Major Finding: Lymphoma promoted NK-cell metabolic reprogramming, suppressing antitumor immune surveillance.
Concept: The lipid-rich lymphoma environment drove NK-cell metabolic adaptation in mouse B-cell lymphoma.
Impact: This work reveals a mechanism by which NK-cell function can be impaired to enhance lymphoma growth.

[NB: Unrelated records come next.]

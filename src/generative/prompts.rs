//! Instruction texts sent with each generation call

use crate::types::{Classification, JewelryCategory, SubjectGender};

/// Retouch onto pure white, no watermarks
#[must_use]
pub fn treatment() -> &'static str {
    "TASK: Professional high-end jewelry retouching.
1. BACKGROUND: Remove the original background completely. Replace it with a PURE, SOLID WHITE background (#FFFFFF).
2. CLEANLINESS: Do NOT add any watermarks, text, logos, signatures, or borders. The image must be 100% clean.
3. JEWELRY ENHANCEMENT:
   - Enhance the metallic luster (Gold/Silver/Platinum) to a mirror-like finish.
   - Increase the brilliance and fire of all gemstones.
   - Ensure all edges are perfectly sharp and aliasing-free.
4. NATURAL SHADOW: Place a very subtle, soft contact shadow at the base of the item.
5. COMPOSITION: Center the item and fill the frame appropriately for a professional catalog.

OUTPUT: Return ONLY the processed image."
}

/// Category, material and target gender as strict JSON
#[must_use]
pub fn classification() -> &'static str {
    r#"TASK: Classify the jewelry item in the photo.
Answer with a single JSON object and nothing else:
{"category": "RING" | "EARRING" | "NECKLACE" | "BRACELET" | "PENDANT" | "OTHER",
 "material": short description of metal and stones,
 "gender": "FEMALE" | "MALE" | "UNISEX"}"#
}

fn model_for(gender: SubjectGender) -> &'static str {
    match gender {
        SubjectGender::Female => "an elegant female model",
        SubjectGender::Male => "a refined male model",
        SubjectGender::Unisex => "an elegant model",
    }
}

fn placement_for(category: JewelryCategory) -> &'static str {
    match category {
        JewelryCategory::Ring => "worn on the ring finger, hand posed gracefully near the face",
        JewelryCategory::Earring => "worn on the ear, hair swept back, three-quarter profile",
        JewelryCategory::Necklace => "worn around the neck, resting on the collarbone",
        JewelryCategory::Bracelet => "worn on the wrist, forearm relaxed in frame",
        JewelryCategory::Pendant => "hanging on a fine chain at the center of the chest",
        JewelryCategory::Other => "worn naturally and clearly visible",
    }
}

/// Campaign photo of the exact piece on a generated model
#[must_use]
pub fn editorial(classification: &Classification) -> String {
    let material = classification
        .material
        .as_deref()
        .map(|m| format!(" made of {m}"))
        .unwrap_or_default();
    format!(
        "TASK: EDITORIAL luxury campaign photo.
Show {model} wearing this exact {category}{material}, {placement}.
Keep the jewelry identical to the reference image: same shape, metal color and stones.
Soft studio lighting, shallow depth of field, neutral warm backdrop, magazine quality.
No text, no logos, no watermarks.
OUTPUT: Return ONLY the image.",
        model = model_for(classification.gender),
        category = classification.category,
        placement = placement_for(classification.category),
    )
}

/// Free-text refinement of the current edit
#[must_use]
pub fn refine(instruction: &str) -> String {
    format!(
        "TASK: Refine this jewelry photo.
Apply exactly this change: {}.
Keep the white background, framing and the jewelry design unchanged otherwise.
OUTPUT: Return ONLY the image.",
        instruction.trim()
    )
}

/// Text-to-image product design
#[must_use]
pub fn pro_design(description: &str) -> String {
    format!(
        "TASK: Create a photorealistic catalog photo of a new jewelry design.
Design: {}.
Pure solid white background (#FFFFFF), centered, soft contact shadow, studio lighting.
No text, no logos, no watermarks.
OUTPUT: Return ONLY the image.",
        description.trim()
    )
}

/// Person photo + jewelry photo -> person wearing the piece
#[must_use]
pub fn photo_try_on() -> &'static str {
    "Aplique a joia da imagem 2 no corpo da pessoa da imagem 1 de forma ultra-realista. \
Ajuste perspectiva, luz e sombras para parecer uma foto original. Resultado minimalista e elegante."
}

/// Short rotating product video
#[must_use]
pub fn video(classification: &Classification) -> String {
    format!(
        "Slow 360-degree turntable rotation of this {} on a pure white background. \
Studio lighting with sparkling highlights on metal and stones. Smooth camera, no text, no people.",
        classification.category
    )
}

#[cfg(test)]
mod tests {
    use super::*;

    #[test]
    fn test_editorial_mentions_category_material_and_model() {
        let c = Classification {
            category: JewelryCategory::Earring,
            material: Some("ouro 18k".to_string()),
            gender: SubjectGender::Male,
        };
        let prompt = editorial(&c);
        assert!(prompt.contains("EDITORIAL"));
        assert!(prompt.contains("earring made of ouro 18k"));
        assert!(prompt.contains("male model"));
    }

    #[test]
    fn test_refine_and_design_embed_user_text() {
        assert!(refine("  more shine ").contains("Apply exactly this change: more shine."));
        assert!(pro_design("art deco emerald ring").contains("art deco emerald ring"));
        assert!(treatment().contains("#FFFFFF"));
        assert!(classification().contains("\"category\""));
    }
}
//! Unified studio processor
//!
//! `StudioProcessor` owns the whole capture-to-catalog pipeline: retouching
//! through the generative backend, background stripping, bounds detection,
//! catalog and diptych compositing, branding, the editorial model shot and the
//! optional product video. The CLI and any other frontend go through it so
//! they all produce the same derived images.

use crate::{
    config::StudioConfig,
    error::{Result, StudioError},
    generative::{
        prompts, AspectRatio, GenerativeBackend, GenerativeRequest, InlineImage, VideoPoller,
        VideoRequest,
    },
    imaging::{
        apply_adjustments, find_content_bounds, strip_background, BrandMark, BrandingOverlay,
        CompositeLayout, Compositor, ContentBounds,
    },
    services::{ProcessingStage, ProgressTracker},
    session::StudioSession,
    types::{
        CaptureSource, CapturedImage, Classification, EditParameters, ProcessingResult,
        ProcessingTimings, Rect, StageOutcome,
    },
};
use image::{imageops, DynamicImage, RgbaImage};
use instant::Instant;
use log::{debug, info, warn};
use std::sync::Arc;
use tracing::{info as trace_info, instrument, span, Level};

/// Local products of one treated image
#[derive(Debug, Clone)]
pub struct CatalogSet {
    /// Treated image with the near-white background made transparent
    pub stripped: RgbaImage,
    pub bounds: ContentBounds,
    /// `stripped` cropped to `bounds`
    pub cutout: RgbaImage,
    /// Catalog composite without brand mark
    pub clean: Option<RgbaImage>,
    /// Catalog composite with brand mark
    pub branded: Option<RgbaImage>,
}

/// Studio processor
pub struct StudioProcessor {
    config: StudioConfig,
    backend: Arc<dyn GenerativeBackend>,
    compositor: Compositor,
    branding: Option<BrandingOverlay>,
    poller: VideoPoller,
    progress_tracker: Option<ProgressTracker>,
}

impl std::fmt::Debug for StudioProcessor {
    fn fmt(&self, f: &mut std::fmt::Formatter<'_>) -> std::fmt::Result {
        f.debug_struct("StudioProcessor")
            .field("backend", &self.backend.name())
            .field("compositor", &self.compositor)
            .field("branding", &self.branding.is_some())
            .field("poller", &self.poller)
            .finish_non_exhaustive()
    }
}
//! Tracing subscriber setup for the CLI
//!
//! The library only emits events; installing a subscriber is left to the
//! binary, which calls [`init_cli_tracing`] or builds a [`TracingConfig`].

use tracing_subscriber::{
    fmt, layer::SubscriberExt, util::SubscriberInitExt, EnvFilter, Layer, Registry,
};

/// Output format of the fmt layer
#[derive(Debug, Clone, Copy, PartialEq, Eq)]
pub enum TracingFormat {
    /// Colored compact lines (default)
    Console,
    /// Plain compact lines for CI logs
    Compact,
    /// One JSON object per event
    #[cfg(feature = "tracing-json")]
    Json,
}

/// Where events go
#[derive(Debug, Clone, PartialEq, Eq)]
pub enum TracingOutput {
    Console,
    /// Append to a file next to the console output
    #[cfg(feature = "tracing-files")]
    File(std::path::PathBuf),
}

/// Keeps background writers alive; drop it only at process exit
#[derive(Debug, Default)]
#[must_use = "dropping the guard stops file logging"]
pub struct TracingGuard {
    #[cfg(feature = "tracing-files")]
    _file: Option<tracing_appender::non_blocking::WorkerGuard>,
}

/// Subscriber configuration
#[derive(Debug, Clone, PartialEq, Eq)]
pub struct TracingConfig {
    /// `-v` count
    pub verbosity: u8,
    pub format: TracingFormat,
    pub output: TracingOutput,
    /// Overrides `verbosity` when set
    pub env_filter: Option<String>,
    /// Logged once at startup for correlation
    pub session_id: Option<String>,
}

impl Default for TracingConfig {
    fn default() -> Self {
        Self {
            verbosity: 0,
            format: TracingFormat::Console,
            output: TracingOutput::Console,
            env_filter: None,
            session_id: None,
        }
    }
}

impl TracingConfig {
    #[must_use]
    pub fn new() -> Self {
        Self::default()
    }

    #[must_use]
    pub fn with_verbosity(mut self, verbosity: u8) -> Self {
        self.verbosity = verbosity;
        self
    }

    #[must_use]
    pub fn with_format(mut self, format: TracingFormat) -> Self {
        self.format = format;
        self
    }

    #[must_use]
    pub fn with_output(mut self, output: TracingOutput) -> Self {
        self.output = output;
        self
    }

    #[must_use]
    pub fn with_env_filter<S: Into<String>>(mut self, filter: S) -> Self {
        self.env_filter = Some(filter.into());
        self
    }

    #[must_use]
    pub fn with_session_id<S: Into<String>>(mut self, session_id: S) -> Self {
        self.session_id = Some(session_id.into());
        self
    }

    /// Filter directive for the verbosity level
    ///
    /// Level 0 keeps HTTP client chatter quiet; higher levels open everything.
    #[must_use]
    pub fn verbosity_to_filter(&self) -> &'static str {
        match self.verbosity {
            0 => "info,reqwest=warn,hyper=warn",
            1 => "debug,hyper=info",
            _ => "trace",
        }
    }

    fn filter(&self) -> anyhow::Result<EnvFilter> {
        let directive = self
            .env_filter
            .as_deref()
            .unwrap_or_else(|| self.verbosity_to_filter());
        Ok(EnvFilter::try_new(directive)?)
    }

    /// Install the global subscriber
    ///
    /// # Errors
    /// - Invalid filter directive
    /// - A global subscriber is already installed
    pub fn init(self) -> anyhow::Result<TracingGuard> {
        let registry = Registry::default().with(self.filter()?);
        #[allow(unused_mut)]
        let mut guard = TracingGuard::default();

        let console = match self.format {
            TracingFormat::Console => fmt::layer()
                .with_ansi(true)
                .with_target(false)
                .compact()
                .boxed(),
            TracingFormat::Compact => fmt::layer()
                .with_ansi(false)
                .with_target(false)
                .compact()
                .boxed(),
            #[cfg(feature = "tracing-json")]
            TracingFormat::Json => fmt::layer()
                .json()
                .with_current_span(true)
                .with_span_list(true)
                .boxed(),
        };

        match &self.output {
            TracingOutput::Console => registry.with(console).try_init()?,
            #[cfg(feature = "tracing-files")]
            TracingOutput::File(path) => {
                let dir = path
                    .parent()
                    .filter(|p| !p.as_os_str().is_empty())
                    .unwrap_or_else(|| std::path::Path::new("."));
                let name = path
                    .file_name()
                    .unwrap_or_else(|| std::ffi::OsStr::new("jewel-studio.log"));
                let (writer, file_guard) =
                    tracing_appender::non_blocking(tracing_appender::rolling::never(dir, name));
                guard._file = Some(file_guard);
                let file_layer = fmt::layer().with_ansi(false).with_writer(writer).compact();
                registry.with(console).with(file_layer).try_init()?;
            }
        }

        if let Some(session_id) = &self.session_id {
            tracing::info!(session_id = %session_id, "💎 Studio session started");
        }
        Ok(guard)
    }
}

/// Console tracing with a fresh session id
///
/// # Errors
/// - See [`TracingConfig::init`]
pub fn init_cli_tracing(verbosity: u8) -> anyhow::Result<TracingGuard> {
    TracingConfig::new()
        .with_verbosity(verbosity)
        .with_session_id(uuid::Uuid::new_v4().to_string())
        .init()
}

/// Span helpers for CLI operations
pub mod spans {
    use tracing::{Level, Span};

    /// Whole CLI invocation
    pub fn session(session_id: &str, command: &str) -> Span {
        tracing::span!(Level::INFO, "session", session_id = %session_id, command = %command)
    }

    /// One input file through the pipeline
    pub fn file_processing(path: &std::path::Path) -> Span {
        tracing::span!(Level::INFO, "file_processing", path = %path.display())
    }

    /// Writing derived parts to disk
    pub fn export(directory: &std::path::Path, parts: usize) -> Span {
        tracing::span!(Level::DEBUG, "export", directory = %directory.display(), parts)
    }
}

/// Event helpers for user-facing CLI output
pub mod events {
    use tracing::{debug, error, info, warn};

    pub fn progress(message: &str, emoji: &str) {
        info!("{} {}", emoji, message);
    }

    pub fn error_with_context(error: &dyn std::error::Error, context: &str) {
        error!(error = %error, context = %context, "❌ Operation failed");
    }

    pub fn warning_with_recommendation(message: &str, recommendation: &str) {
        warn!(message = %message, recommendation = %recommendation, "⚠️  Warning");
    }

    pub fn part_saved(kind: &str, path: &std::path::Path) {
        info!(kind = %kind, path = %path.display(), "💾 Saved");
    }

    pub fn performance_metric(operation: &str, duration_ms: u64) {
        debug!(operation = %operation, duration_ms, "⏱️  Timing");
    }
}

#[cfg(test)]
mod tests {
    use super::*;

    #[test]
    fn test_verbosity_mapping() {
        let level = |v| TracingConfig::new().with_verbosity(v).verbosity_to_filter();
        assert_eq!(level(0), "info,reqwest=warn,hyper=warn");
        assert_eq!(level(1), "debug,hyper=info");
        assert_eq!(level(2), "trace");
        assert_eq!(level(9), "trace");
    }

    #[test]
    fn test_env_filter_overrides_verbosity() {
        let config = TracingConfig::new().with_verbosity(2).with_env_filter("jewel_studio=debug");
        assert!(config.filter().is_ok());
        assert!(TracingConfig::new().with_env_filter("jewel_studio=loud").filter().is_err());
    }

    #[test]
    fn test_default_config() {
        let config = TracingConfig::default();
        assert_eq!(config.format, TracingFormat::Console);
        assert_eq!(config.output, TracingOutput::Console);
        assert!(config.session_id.is_none());
    }
}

Immune surveillance by natural killer (NK) cells can confer antitumor immunity, but NK-cell function can be impaired in cancer for reasons that remain unknown. In an investigation of NK-cell effector function in diffuse large B-cell lymphoma (DLBCL), Kobayashi and colleagues first found that patient-derived NK cells had normal maturation and cytotoxic activity but reduced degranulation upon recognition of target cells and decreased production of IFNγ following stimulation. Eμ-MYC mice, which model aggressive B-cell lymphoma, had fewer NK cells in the bone marrow and spleen than healthy mice, and they had more fully mature CD11b+ NK cells. The NK cells from Eμ-MYC mice produced less IFNγ in response to stimulation with IL12 and IL18 and reduced IFNγ and Granzyme B production in response to α-galactosylceramide (an inducer of NK-cell activation). Further, NK cells from Eμ-MYC mice exhibited upregulation of Tigit and Lag3, which encode inhibitory receptors, and Il10, which encodes an immunosuppressive cytokine, implying that these NK cells had an exhausted phenotype. In agreement with this notion, gene set enrichment analysis showed that the gene-ontology terms “negative regulation of immune system process” and “response to lipid” were enriched in Eμ-MYC NK cells; additionally, the lipid-metabolism genes Cd36, Fabp4/5, and Pparg were upregulated. Correspondingly, metabolic profiling revealed that Eμ-MYC mouse NK cells and NK cells from patients with DLBCL had higher levels of neutral lipids, and Eμ-MYC mouse NK cells had reduced mitochondrial mass and membrane potential. Eμ-MYC mice had higher plasma concentrations of multiple fatty acids (FA), and treatment of NK cells with either of two saturated FAs (palmitic acid or steric acid) reduced expression of IFNγ, TNF, and Granzyme B without reducing cell viability. Specifically, palmitic acid impaired cytokine-induced activation of NK-cell metabolism, and adaptation of NK-cell metabolism to lipid-rich lymphomas was mediated by PPARγ and FABP4/5, which aided mitochondrial metabolism and IFNγ production. In summary, this work demonstrates how lymphoma influences NK-cell metabolism and function to suppress NK-cell mediated antitumor immunity.